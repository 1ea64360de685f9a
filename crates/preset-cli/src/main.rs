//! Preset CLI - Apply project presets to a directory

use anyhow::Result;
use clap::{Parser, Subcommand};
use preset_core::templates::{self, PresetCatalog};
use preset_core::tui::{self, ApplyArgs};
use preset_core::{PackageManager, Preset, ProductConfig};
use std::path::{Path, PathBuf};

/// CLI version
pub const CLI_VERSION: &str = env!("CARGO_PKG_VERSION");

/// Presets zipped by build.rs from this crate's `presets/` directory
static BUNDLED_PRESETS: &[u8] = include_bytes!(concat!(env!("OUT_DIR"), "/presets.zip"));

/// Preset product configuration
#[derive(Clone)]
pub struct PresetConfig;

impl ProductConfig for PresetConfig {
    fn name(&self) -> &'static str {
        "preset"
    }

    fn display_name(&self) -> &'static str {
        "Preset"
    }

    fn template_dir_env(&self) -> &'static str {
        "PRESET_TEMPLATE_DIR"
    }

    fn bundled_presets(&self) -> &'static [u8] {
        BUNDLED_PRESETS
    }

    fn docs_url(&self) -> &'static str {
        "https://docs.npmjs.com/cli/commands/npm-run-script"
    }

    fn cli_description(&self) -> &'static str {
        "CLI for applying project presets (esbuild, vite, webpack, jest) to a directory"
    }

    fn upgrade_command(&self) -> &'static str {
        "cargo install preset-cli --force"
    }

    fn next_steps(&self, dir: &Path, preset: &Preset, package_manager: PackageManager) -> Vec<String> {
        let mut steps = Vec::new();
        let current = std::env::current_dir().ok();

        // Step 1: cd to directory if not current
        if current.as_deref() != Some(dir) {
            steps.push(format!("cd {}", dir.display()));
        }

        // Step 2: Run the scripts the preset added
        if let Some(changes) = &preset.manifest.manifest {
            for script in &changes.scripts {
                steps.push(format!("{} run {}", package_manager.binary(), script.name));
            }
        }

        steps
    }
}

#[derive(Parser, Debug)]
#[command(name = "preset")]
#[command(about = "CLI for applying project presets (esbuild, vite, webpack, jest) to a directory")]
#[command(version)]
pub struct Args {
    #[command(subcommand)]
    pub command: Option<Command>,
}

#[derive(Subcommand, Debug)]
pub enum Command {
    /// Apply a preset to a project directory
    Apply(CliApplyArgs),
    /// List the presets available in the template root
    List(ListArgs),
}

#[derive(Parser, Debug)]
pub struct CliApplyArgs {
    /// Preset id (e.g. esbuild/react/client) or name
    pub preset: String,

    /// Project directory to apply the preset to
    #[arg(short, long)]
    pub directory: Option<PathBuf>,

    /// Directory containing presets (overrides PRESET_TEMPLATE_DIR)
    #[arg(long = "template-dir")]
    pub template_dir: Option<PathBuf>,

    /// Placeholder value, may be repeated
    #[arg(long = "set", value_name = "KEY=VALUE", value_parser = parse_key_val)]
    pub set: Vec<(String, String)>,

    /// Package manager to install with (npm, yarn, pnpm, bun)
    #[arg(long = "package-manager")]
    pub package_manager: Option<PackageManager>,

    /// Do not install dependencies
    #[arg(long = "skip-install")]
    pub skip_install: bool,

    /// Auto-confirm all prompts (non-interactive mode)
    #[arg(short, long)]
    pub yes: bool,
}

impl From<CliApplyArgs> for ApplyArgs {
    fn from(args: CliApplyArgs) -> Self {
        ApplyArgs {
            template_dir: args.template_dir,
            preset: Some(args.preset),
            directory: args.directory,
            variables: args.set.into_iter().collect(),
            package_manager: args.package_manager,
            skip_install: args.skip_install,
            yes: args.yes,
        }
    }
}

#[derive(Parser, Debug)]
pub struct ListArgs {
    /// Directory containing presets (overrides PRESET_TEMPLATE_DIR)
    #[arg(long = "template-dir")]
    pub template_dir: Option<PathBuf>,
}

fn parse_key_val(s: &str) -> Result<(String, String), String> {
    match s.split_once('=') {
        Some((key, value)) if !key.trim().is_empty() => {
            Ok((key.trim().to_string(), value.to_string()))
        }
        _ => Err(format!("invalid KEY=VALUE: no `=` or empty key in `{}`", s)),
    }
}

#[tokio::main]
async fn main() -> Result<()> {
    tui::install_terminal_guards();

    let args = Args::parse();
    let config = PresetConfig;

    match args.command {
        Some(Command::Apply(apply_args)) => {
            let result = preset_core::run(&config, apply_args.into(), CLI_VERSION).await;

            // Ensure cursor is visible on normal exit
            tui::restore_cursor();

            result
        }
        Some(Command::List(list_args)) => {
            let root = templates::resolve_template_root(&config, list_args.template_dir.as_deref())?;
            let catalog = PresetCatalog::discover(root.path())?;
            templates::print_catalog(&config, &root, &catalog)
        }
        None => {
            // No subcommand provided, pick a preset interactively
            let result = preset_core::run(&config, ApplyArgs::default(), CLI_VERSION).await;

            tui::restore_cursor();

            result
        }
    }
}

# # # #

_TASK OBJECTIVE_
In how many lines of the preceding material does the word "trim" occur? Answer with the number only.

_ANSWER TO THE PROBLEM_
2